§ REQUIRED ACTION
Report each line of the records below that holds the word "filename".

[Saved entries]
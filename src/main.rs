use std::path::PathBuf;
use std::process::ExitCode;

use ast::Module;
use clap::{Parser, ValueEnum};
use compiler::{Ast, CompileOptions};
use tracing_subscriber::EnvFilter;

/// How far to take the script before printing it.
#[derive(ValueEnum, Clone, Copy, Debug, PartialEq, Eq)]
enum Emit {
    /// The tree exactly as parsed.
    Ast,
    /// After compound statements were flattened into temporaries.
    Rewritten,
    /// After types were resolved.
    Resolved,
}

#[derive(Parser, Debug)]
#[command(author, version, about, long_about = None)]
struct Args {
    /// Path to the input script
    #[arg(short, long)]
    input: PathBuf,
    /// Which stage of the tree to print to stdout.
    #[arg(short, long, value_enum, default_value_t = Emit::Resolved)]
    emit: Emit,
    /// Reserved terminal output variable. Repeat to reserve several; defaults to out0..out3.
    #[arg(short, long)]
    reserved: Vec<String>,
    /// Fixed-point passes a block may take during type resolution.
    #[arg(long)]
    max_passes: Option<usize>,
    /// Log every phase to stderr.
    #[arg(short, long)]
    verbose: bool,
}

fn main() -> ExitCode {
    let args = Args::parse();

    let default_level = if args.verbose { "debug" } else { "warn" };
    tracing_subscriber::fmt()
        .with_env_filter(
            EnvFilter::try_from_default_env().unwrap_or_else(|_| EnvFilter::new(default_level)),
        )
        .with_writer(std::io::stderr)
        .init();

    let source = match std::fs::read_to_string(&args.input) {
        Ok(source) => source,
        Err(err) => {
            eprintln!("cannot read {}: {}", args.input.display(), err);
            return ExitCode::FAILURE;
        }
    };

    let mut options = CompileOptions::default();
    if !args.reserved.is_empty() {
        options = options.with_reserved(args.reserved);
    }
    if let Some(max_passes) = args.max_passes {
        options = options.with_max_passes(max_passes);
    }

    tracing::debug!(input = %args.input.display(), emit = ?args.emit, "compiling script");
    let mut tree = Ast::new(options);
    tree.generate(&source);
    match args.emit {
        Emit::Ast => {}
        Emit::Rewritten => tree.rewrite(),
        Emit::Resolved => tree.resolve(),
    }

    if let Some(root) = tree.root() {
        print!("{}", Module::new(root.clone()));
    }

    for diagnostic in tree.diagnostics().iter() {
        eprintln!("{}", diagnostic);
    }

    if tree.is_valid() && tree.diagnostics().is_empty() {
        ExitCode::SUCCESS
    } else {
        ExitCode::FAILURE
    }
}
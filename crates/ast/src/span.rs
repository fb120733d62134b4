/*
 * Copyright (c) 2026. Mikhail Kulik.
 *
 * Licensed under the Apache License, Version 2.0 (the "License");
 * you may not use this file except in compliance with the License.
 * You may obtain a copy of the License at
 *
 *     http://www.apache.org/licenses/LICENSE-2.0
 *
 * Unless required by applicable law or agreed to in writing, software
 * distributed under the License is distributed on an "AS IS" BASIS,
 * WITHOUT WARRANTIES OR CONDITIONS OF ANY KIND, either express or implied.
 * See the License for the specific language governing permissions and
 * limitations under the License.
 */

use std::fmt;

/// Where a span's text came from. Nodes synthesized by the rewriter point at
/// the source they were derived from but are marked `Generated`.
#[derive(Debug, Clone, Copy, PartialEq, Eq, Hash, Default)]
pub enum SpanSource {
    #[default]
    Original,
    Generated,
}

/// Half-open `[low, high)` byte range into the script source.
#[derive(Debug, Clone, Copy, PartialEq, Eq, Hash, Default)]
pub struct Span {
    pub low: usize,
    pub high: usize,
    pub source: SpanSource,
}

impl Span {
    pub fn new(low: usize, high: usize) -> Self {
        Self {
            low,
            high,
            source: SpanSource::Original,
        }
    }

    /// Union of both ranges. Provenance is taken from `self`.
    pub fn extend(self, other: Span) -> Span {
        Span {
            low: self.low.min(other.low),
            high: self.high.max(other.high),
            source: self.source,
        }
    }

    /// Same range, marked as synthesized.
    pub fn generated(self) -> Span {
        Span {
            source: SpanSource::Generated,
            ..self
        }
    }

    pub fn is_generated(&self) -> bool {
        self.source == SpanSource::Generated
    }

    pub fn len(&self) -> usize {
        self.high.saturating_sub(self.low)
    }

    pub fn is_empty(&self) -> bool {
        self.len() == 0
    }
}

impl From<logos::Span> for Span {
    fn from(range: logos::Span) -> Self {
        Span::new(range.start, range.end)
    }
}

impl fmt::Display for Span {
    fn fmt(&self, f: &mut fmt::Formatter<'_>) -> fmt::Result {
        write!(f, "{}..{}", self.low, self.high)
    }
}
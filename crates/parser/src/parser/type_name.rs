/*
 * Copyright (c) 2026. Mikhail Kulik.
 *
 * Licensed under the Apache License, Version 2.0 (the "License");
 * you may not use this file except in compliance with the License.
 * You may obtain a copy of the License at
 *
 *     http://www.apache.org/licenses/LICENSE-2.0
 *
 * Unless required by applicable law or agreed to in writing, software
 * distributed under the License is distributed on an "AS IS" BASIS,
 * WITHOUT WARRANTIES OR CONDITIONS OF ANY KIND, either express or implied.
 * See the License for the specific language governing permissions and
 * limitations under the License.
 */

use super::*;
use ast::TypeName;

/// Maps a type keyword to its scalar type.
pub(crate) fn type_name_of(token: Token) -> Option<TypeName> {
    match token {
        Token::IntKeyword => Some(TypeName::Int),
        Token::FloatKeyword => Some(TypeName::Float),
        Token::BoolKeyword => Some(TypeName::Bool),
        Token::StringKeyword => Some(TypeName::String),
        Token::CharKeyword => Some(TypeName::Char),
        Token::VoidKeyword => Some(TypeName::Void),
        _ => None,
    }
}

impl<'r, I: Iterator<Item = SpannedToken>> Parser<'r, I> {
    /// Value type keywords. `void` only appears as a return type.
    pub(crate) fn next_is_typename(&mut self) -> bool {
        matches!(
            self.peek_token(),
            Token::IntKeyword
                | Token::FloatKeyword
                | Token::BoolKeyword
                | Token::StringKeyword
                | Token::CharKeyword
        )
    }

    /// Parse a type keyword, promoting it to its list variant when followed
    /// by `[ ]`. With `allow_void`, also accepts `void` (never as a list).
    pub(crate) fn next_type_name(&mut self, allow_void: bool) -> ParseResult<(TypeName, Span)> {
        let token = self.peek_token();
        let span = self.peek_span();
        let type_name = match type_name_of(token) {
            Some(TypeName::Void) if allow_void => {
                self.advance();
                return Ok((TypeName::Void, span));
            }
            Some(type_name) if type_name != TypeName::Void => type_name,
            _ => {
                return self.error(
                    span,
                    format!("Expected type name but found \"{}\"", token.describe()),
                )
            }
        };
        self.advance();

        if self.next_is(Token::OpenSquare) {
            self.advance();
            let span = self.eat_into(span, Token::CloseSquare);
            // every value type has a list variant
            let list = type_name.list_variant().unwrap_or(type_name);
            return Ok((list, span));
        }

        Ok((type_name, span))
    }
}
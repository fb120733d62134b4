/*
 * Copyright (c) 2026. Mikhail Kulik.
 *
 * Licensed under the Apache License, Version 2.0 (the "License");
 * you may not use this file except in compliance with the License.
 * You may obtain a copy of the License at
 *
 *     http://www.apache.org/licenses/LICENSE-2.0
 *
 * Unless required by applicable law or agreed to in writing, software
 * distributed under the License is distributed on an "AS IS" BASIS,
 * WITHOUT WARRANTIES OR CONDITIONS OF ANY KIND, either express or implied.
 * See the License for the specific language governing permissions and
 * limitations under the License.
 */

//! Source-like rendering of the tree. Output of a parsed program parses back
//! to the same tree; rewritten trees additionally show loop condition
//! preludes as `{ ... } condition`.

use std::fmt::{self, Display, Formatter, Write};

use crate::expr::{Expr, ExprKind};
use crate::op::UnaryOperator;
use crate::stmt::{Declaration, StatementBlock, Stmt, StmtKind};
use crate::Module;

const INDENT: &str = "    ";

fn write_indent(f: &mut Formatter<'_>, depth: usize) -> fmt::Result {
    for _ in 0..depth {
        f.write_str(INDENT)?;
    }
    Ok(())
}

fn write_escaped(f: &mut Formatter<'_>, c: char, quote: char) -> fmt::Result {
    match c {
        '\n' => f.write_str("\\n"),
        '\t' => f.write_str("\\t"),
        '\r' => f.write_str("\\r"),
        '\0' => f.write_str("\\0"),
        '\\' => f.write_str("\\\\"),
        c if c == quote => {
            f.write_char('\\')?;
            f.write_char(c)
        }
        c => f.write_char(c),
    }
}

fn write_list(f: &mut Formatter<'_>, values: &[Expr]) -> fmt::Result {
    for (i, value) in values.iter().enumerate() {
        if i > 0 {
            f.write_str(", ")?;
        }
        write!(f, "{}", value)?;
    }
    Ok(())
}

fn is_negative(expr: &Expr) -> bool {
    match &expr.kind {
        ExprKind::IntLiteral(v) => *v < 0,
        ExprKind::FloatLiteral(v) => v.is_sign_negative(),
        ExprKind::UnaryOperation {
            op: UnaryOperator::Negate,
            ..
        } => true,
        _ => false,
    }
}

impl Display for Expr {
    fn fmt(&self, f: &mut Formatter<'_>) -> fmt::Result {
        match &self.kind {
            ExprKind::IntLiteral(v) => write!(f, "{}", v),
            ExprKind::FloatLiteral(v) => write!(f, "{:?}", v),
            ExprKind::BoolLiteral(v) => write!(f, "{}", v),
            ExprKind::StringLiteral(s) => {
                f.write_char('"')?;
                for c in s.chars() {
                    write_escaped(f, c, '"')?;
                }
                f.write_char('"')
            }
            ExprKind::CharLiteral(c) => {
                f.write_char('\'')?;
                write_escaped(f, *c, '\'')?;
                f.write_char('\'')
            }
            ExprKind::Identifier(name) => f.write_str(name),
            ExprKind::ListInitializer(values) => {
                f.write_str("{ ")?;
                write_list(f, values)?;
                f.write_str(" }")
            }
            ExprKind::IndexOperation { container, index } => {
                write!(f, "{}[{}]", container, index)
            }
            ExprKind::UnaryOperation { op, operand } => {
                // `--` lexes as a single token
                if *op == UnaryOperator::Negate && is_negative(operand) {
                    write!(f, "-({})", operand)
                } else {
                    write!(f, "{}{}", op.as_str(), operand)
                }
            }
            ExprKind::BinaryOperation { op, lhs, rhs } => {
                write!(f, "({} {} {})", lhs, op.as_str(), rhs)
            }
            ExprKind::TernaryOperation {
                condition,
                if_true,
                if_false,
            } => write!(f, "({} ? {} : {})", condition, if_true, if_false),
            ExprKind::FunctionCall { target, arguments } => {
                write!(f, "{}(", target)?;
                write_list(f, arguments)?;
                f.write_char(')')
            }
            ExprKind::Cast { to, target } => write!(f, "({}){}", to, target),
        }
    }
}

impl Display for Declaration {
    /// Without the trailing `;`, which belongs to the enclosing statement.
    fn fmt(&self, f: &mut Formatter<'_>) -> fmt::Result {
        write!(f, "{} {}", self.type_name, self.identifier)?;
        if let Some(initializer) = &self.initializer {
            write!(f, " = {}", initializer)?;
        }
        Ok(())
    }
}

/// Simple statements without their terminating `;`.
fn write_simple(f: &mut Formatter<'_>, stmt: &Stmt) -> fmt::Result {
    match &stmt.kind {
        StmtKind::Declaration(declaration) => write!(f, "{}", declaration),
        StmtKind::Assignment { lhs, rhs } => write!(f, "{} = {}", lhs, rhs),
        StmtKind::CompoundAssignment { lhs, op, rhs } => {
            write!(f, "{} {}= {}", lhs, op.as_str(), rhs)
        }
        StmtKind::Expr(expr) => write!(f, "{}", expr),
        _ => Ok(()),
    }
}

/// Setup and update slots of a `for` header.
fn write_header_stmt(f: &mut Formatter<'_>, stmt: &Stmt, depth: usize) -> fmt::Result {
    if stmt.is_simple() {
        write_simple(f, stmt)
    } else {
        write_stmt(f, stmt, depth)
    }
}

fn write_prelude(f: &mut Formatter<'_>, prelude: &[Stmt], depth: usize) -> fmt::Result {
    if prelude.is_empty() {
        return Ok(());
    }
    f.write_str("{ ")?;
    for stmt in prelude {
        write_stmt(f, stmt, depth)?;
        f.write_char(' ')?;
    }
    f.write_str("} ")
}

fn write_block(f: &mut Formatter<'_>, block: &StatementBlock, depth: usize) -> fmt::Result {
    if block.statements.is_empty() {
        return f.write_str("{ }");
    }
    f.write_str("{\n")?;
    for stmt in &block.statements {
        write_indent(f, depth + 1)?;
        write_stmt(f, stmt, depth + 1)?;
        f.write_char('\n')?;
    }
    write_indent(f, depth)?;
    f.write_char('}')
}

fn write_if_tail(f: &mut Formatter<'_>, stmt: &Stmt, depth: usize) -> fmt::Result {
    if let StmtKind::If {
        condition,
        then,
        otherwise,
    } = &stmt.kind
    {
        write!(f, "({}) ", condition)?;
        write_stmt(f, then, depth)?;
        match otherwise.as_deref() {
            Some(next) if matches!(next.kind, StmtKind::If { .. }) => {
                f.write_str(" elif ")?;
                write_if_tail(f, next, depth)
            }
            Some(other) => {
                f.write_str(" else ")?;
                write_stmt(f, other, depth)
            }
            None => Ok(()),
        }
    } else {
        write_stmt(f, stmt, depth)
    }
}

fn write_stmt(f: &mut Formatter<'_>, stmt: &Stmt, depth: usize) -> fmt::Result {
    match &stmt.kind {
        StmtKind::Block(block) => write_block(f, block, depth),
        StmtKind::If { .. } => {
            f.write_str("if ")?;
            write_if_tail(f, stmt, depth)
        }
        StmtKind::For {
            setup,
            condition,
            condition_prelude,
            update,
            body,
        } => {
            f.write_str("for (")?;
            if let Some(setup) = setup {
                write_header_stmt(f, setup, depth)?;
            }
            f.write_str("; ")?;
            write_prelude(f, condition_prelude, depth)?;
            if let Some(condition) = condition {
                write!(f, "{}", condition)?;
            }
            f.write_str("; ")?;
            if let Some(update) = update {
                write_header_stmt(f, update, depth)?;
            }
            f.write_str(") ")?;
            write_stmt(f, body, depth)
        }
        StmtKind::While {
            condition,
            condition_prelude,
            body,
        } => {
            f.write_str("while (")?;
            write_prelude(f, condition_prelude, depth)?;
            write!(f, "{}) ", condition)?;
            write_stmt(f, body, depth)
        }
        StmtKind::DoWhile {
            body,
            condition,
            condition_prelude,
        } => {
            f.write_str("do ")?;
            write_stmt(f, body, depth)?;
            f.write_str(" while (")?;
            write_prelude(f, condition_prelude, depth)?;
            write!(f, "{});", condition)
        }
        StmtKind::FunctionDeclaration {
            name,
            arguments,
            return_type,
            body,
        } => {
            write!(f, "func {}(", name)?;
            for (i, argument) in arguments.iter().enumerate() {
                if i > 0 {
                    f.write_str(", ")?;
                }
                write!(f, "{}", argument)?;
            }
            write!(f, ") -> {} ", return_type)?;
            write_block(f, body, depth)
        }
        StmtKind::Break => f.write_str("break;"),
        StmtKind::Yield(value) => match value {
            Some(value) => write!(f, "yield {};", value),
            None => f.write_str("yield;"),
        },
        StmtKind::Return(value) => match value {
            Some(value) => write!(f, "return {};", value),
            None => f.write_str("return;"),
        },
        StmtKind::Declaration(_)
        | StmtKind::Assignment { .. }
        | StmtKind::CompoundAssignment { .. }
        | StmtKind::Expr(_) => {
            write_simple(f, stmt)?;
            f.write_char(';')
        }
    }
}

impl Display for Stmt {
    fn fmt(&self, f: &mut Formatter<'_>) -> fmt::Result {
        write_stmt(f, self, 0)
    }
}

impl Display for StatementBlock {
    fn fmt(&self, f: &mut Formatter<'_>) -> fmt::Result {
        write_block(f, self, 0)
    }
}

impl Display for Module {
    /// The root block has no braces.
    fn fmt(&self, f: &mut Formatter<'_>) -> fmt::Result {
        for stmt in &self.body.statements {
            write_stmt(f, stmt, 0)?;
            f.write_char('\n')?;
        }
        Ok(())
    }
}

§ PROBLEM SOLUTION
filename src/main.rs
filename crates/ast/src/span.rs
filename crates/parser/src/parser/type_name.rs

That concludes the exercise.